José Boisjoli: Well, if you look to our results in Q1, Q2 and Q3, I mean, we saw some weakness since the beginning of the year in EMEA and APAC. It’s a market that fluctuated a lot in the last three quarters. Now obviously, at the end — at the tail end of Q3, it was worse than what we were expecting. United States is still okay but there is some key economic data that we’re following that we need to be cautious. The unemployment rate is still low at 3.9%. The inflation in U.S. at the end of October, the inflation is going down 3.2% at the end of October, the closer to the target of 2. Consumer confidence decline in July — since July from 71% to 61%. And the credit card balance is record high, then there is a sign that the U.S. is also softening. And this combined to the international market, particularly EMEA and APAC. And again, the two conflict in the world, that’s why we prefer to be prudent.

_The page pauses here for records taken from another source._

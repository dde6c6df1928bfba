//! 設定管理を行うモジュール

use std::path::{
    Path,
    PathBuf,
};

use super::{
    ConfigError,
    ServerSettings,
    ValidationError,
    loader,
};

/// ポート番号を上書きする環境変数
pub const PORT_ENV: &str = "PORT";

/// 設定管理を行う
#[derive(Default, Debug, Clone)]
pub struct ConfigManager {
    /// 現在の設定
    current_settings: ServerSettings,

    /// ルートディレクトリ
    root: Option<PathBuf>,
}

impl ConfigManager {
    /// 新しい設定マネージャーを作成
    #[must_use]
    pub fn new() -> Self {
        Self { current_settings: ServerSettings::default(), root: None }
    }

    /// 設定を読み込む
    ///
    /// 設定ファイル → 環境変数の順に適用し、相対パスをルートディレクトリ基準に解決します。
    ///
    /// # Arguments
    /// * `root` - ルートディレクトリ
    /// * `env` - 環境変数の取得関数（通常は `|k| std::env::var(k).ok()`）
    ///
    /// # Errors
    /// - ファイル読み込みエラー
    /// - JSON パースエラー
    /// - バリデーションエラー（`PORT` が不正な場合を含む）
    pub fn load_settings(
        &mut self,
        root: Option<PathBuf>,
        env: impl Fn(&str) -> Option<String>,
    ) -> Result<(), ConfigError> {
        tracing::debug!("Loading settings for root: {:?}", root);

        // 設定ファイルを読み込み
        let mut settings = if let Some(root) = &root {
            loader::load_from_root(root)?.map_or_else(ServerSettings::default, |file| {
                tracing::debug!("Loaded file settings: {:?}", file);
                file
            })
        } else {
            ServerSettings::default()
        };

        // 環境変数で上書き
        apply_env_overrides(&mut settings, env).map_err(|e| ConfigError::ValidationErrors(vec![e]))?;

        // バリデーション
        settings.validate().map_err(ConfigError::ValidationErrors)?;

        if let Some(root) = &root {
            resolve_paths(&mut settings, root);
        }

        // 設定を保存
        self.current_settings = settings;
        self.root = root;
        tracing::debug!("Settings loaded successfully: {:?}", self.current_settings);

        Ok(())
    }

    /// 現在の設定を取得
    #[must_use]
    pub const fn get_settings(&self) -> &ServerSettings {
        &self.current_settings
    }

    /// ルートディレクトリを取得
    #[must_use]
    pub const fn root(&self) -> Option<&PathBuf> {
        self.root.as_ref()
    }
}

/// `PORT` 環境変数を適用する（空文字列は未設定と同じ扱い）
fn apply_env_overrides(
    settings: &mut ServerSettings,
    env: impl Fn(&str) -> Option<String>,
) -> Result<(), ValidationError> {
    if let Some(raw) = env(PORT_ENV)
        && !raw.trim().is_empty()
    {
        settings.port = raw.trim().parse().map_err(|_| {
            ValidationError::new(PORT_ENV, format!("'{raw}' is not a valid port number (0-65535)"))
        })?;
    }
    Ok(())
}

/// 相対パスをルートディレクトリ基準にする
fn resolve_paths(settings: &mut ServerSettings, root: &Path) {
    let resolve = |path: &mut PathBuf| {
        if path.is_relative() {
            *path = root.join(&*path);
        }
    };

    resolve(&mut settings.database_path);
    resolve(&mut settings.static_root);
    if let Some(dir) = settings.locales_dir.as_mut() {
        resolve(dir);
    }
    if let Some(dir) = settings.log_dir.as_mut() {
        resolve(dir);
    }
}
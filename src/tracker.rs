//! ゲームごとのクリック数記録
/// 非同期インターフェース
pub mod service;
/// SQLite ストア
pub mod store;

pub use service::{
    ClickTracker,
    TrackerError,
};
pub use store::{
    ClickRecord,
    ClickStore,
    StoreError,
};
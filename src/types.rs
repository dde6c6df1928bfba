//! Core types used throughout the project.

use std::fmt;
use std::str::FromStr;

use serde::Serialize;
use thiserror::Error;

/// Language used when nothing has been persisted yet.
pub const DEFAULT_LANGUAGE: &str = "en";

/// Rejected game identifier.
#[derive(Error, Debug, Clone, PartialEq, Eq)]
#[error("invalid game")]
pub struct InvalidGameId {
    /// The raw value as received (before trimming).
    pub raw: String,
}

/// Identifier of one game's click counter (e.g. `abc-bouncing-balls.html`).
///
/// Always trimmed, non-empty, and free of `..` and `/`. The id doubles as a
/// file name elsewhere in the site, so it is kept safe even though the click
/// counter never touches the filesystem.
#[derive(Debug, Clone, PartialEq, Eq, Hash, PartialOrd, Ord, Serialize)]
#[serde(transparent)]
pub struct GameId(String);

impl GameId {
    /// # Errors
    /// Returns [`InvalidGameId`] when the trimmed value is empty or contains
    /// `..` or `/`.
    pub fn parse(raw: &str) -> Result<Self, InvalidGameId> {
        let trimmed = raw.trim();
        if trimmed.is_empty() || trimmed.contains("..") || trimmed.contains('/') {
            return Err(InvalidGameId { raw: raw.to_string() });
        }
        Ok(Self(trimmed.to_string()))
    }

    #[must_use]
    pub fn as_str(&self) -> &str {
        &self.0
    }

    #[must_use]
    pub fn into_inner(self) -> String {
        self.0
    }
}

impl fmt::Display for GameId {
    fn fmt(&self, f: &mut fmt::Formatter<'_>) -> fmt::Result {
        f.write_str(&self.0)
    }
}

impl FromStr for GameId {
    type Err = InvalidGameId;

    fn from_str(s: &str) -> Result<Self, Self::Err> {
        Self::parse(s)
    }
}

/// Rejected language code.
#[derive(Error, Debug, Clone, PartialEq, Eq)]
#[error("Invalid language code: '{0}'")]
pub struct InvalidLanguageCode(pub String);

/// A short locale identifier such as `en` or `ja`.
///
/// Accepts ASCII letters, digits, `-` and `_`, so region forms like `en-US`
/// can be added to the switcher without code changes.
#[derive(Debug, Clone, PartialEq, Eq, Hash, PartialOrd, Ord, Serialize)]
#[serde(transparent)]
pub struct LanguageCode(String);

impl LanguageCode {
    /// # Errors
    /// Returns [`InvalidLanguageCode`] for empty values or unexpected characters.
    pub fn parse(raw: &str) -> Result<Self, InvalidLanguageCode> {
        let trimmed = raw.trim();
        let valid = !trimmed.is_empty()
            && trimmed.chars().all(|c| c.is_ascii_alphanumeric() || c == '-' || c == '_');
        if valid { Ok(Self(trimmed.to_string())) } else { Err(InvalidLanguageCode(raw.to_string())) }
    }

    #[must_use]
    pub fn as_str(&self) -> &str {
        &self.0
    }
}

impl Default for LanguageCode {
    fn default() -> Self {
        Self(DEFAULT_LANGUAGE.to_string())
    }
}

impl fmt::Display for LanguageCode {
    fn fmt(&self, f: &mut fmt::Formatter<'_>) -> fmt::Result {
        f.write_str(&self.0)
    }
}

impl FromStr for LanguageCode {
    type Err = InvalidLanguageCode;

    fn from_str(s: &str) -> Result<Self, Self::Err> {
        Self::parse(s)
    }
}

impl PartialEq<str> for LanguageCode {
    fn eq(&self, other: &str) -> bool {
        self.0 == other
    }
}

impl PartialEq<&str> for LanguageCode {
    fn eq(&self, other: &&str) -> bool {
        self.0 == *other
    }
}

Operator: Next question will be from Jonathan Goldman at Scotiabank.
Jonathan Goldman: On the retail trend, I was wondering if you can discuss the cadence of retail, how it’s trended in November? Did you see the pace of declines accelerate versus October or show any moderation or any color on the cadence would be helpful.
Sébastien Martel: Well, on the — we don’t have industry numbers yet for November but our retail is still up but we expect the industry to be down in November.
Jonathan Goldman: Okay. Perfect. And then second, on the competitive dynamics, the presentation calls out elevated discounting by competitors on new model year units. Do you have a sense if that’s largely a reflection of the worsening industry or weaker consumer or maybe something specific to a competitor strategy, maybe a share gain approach?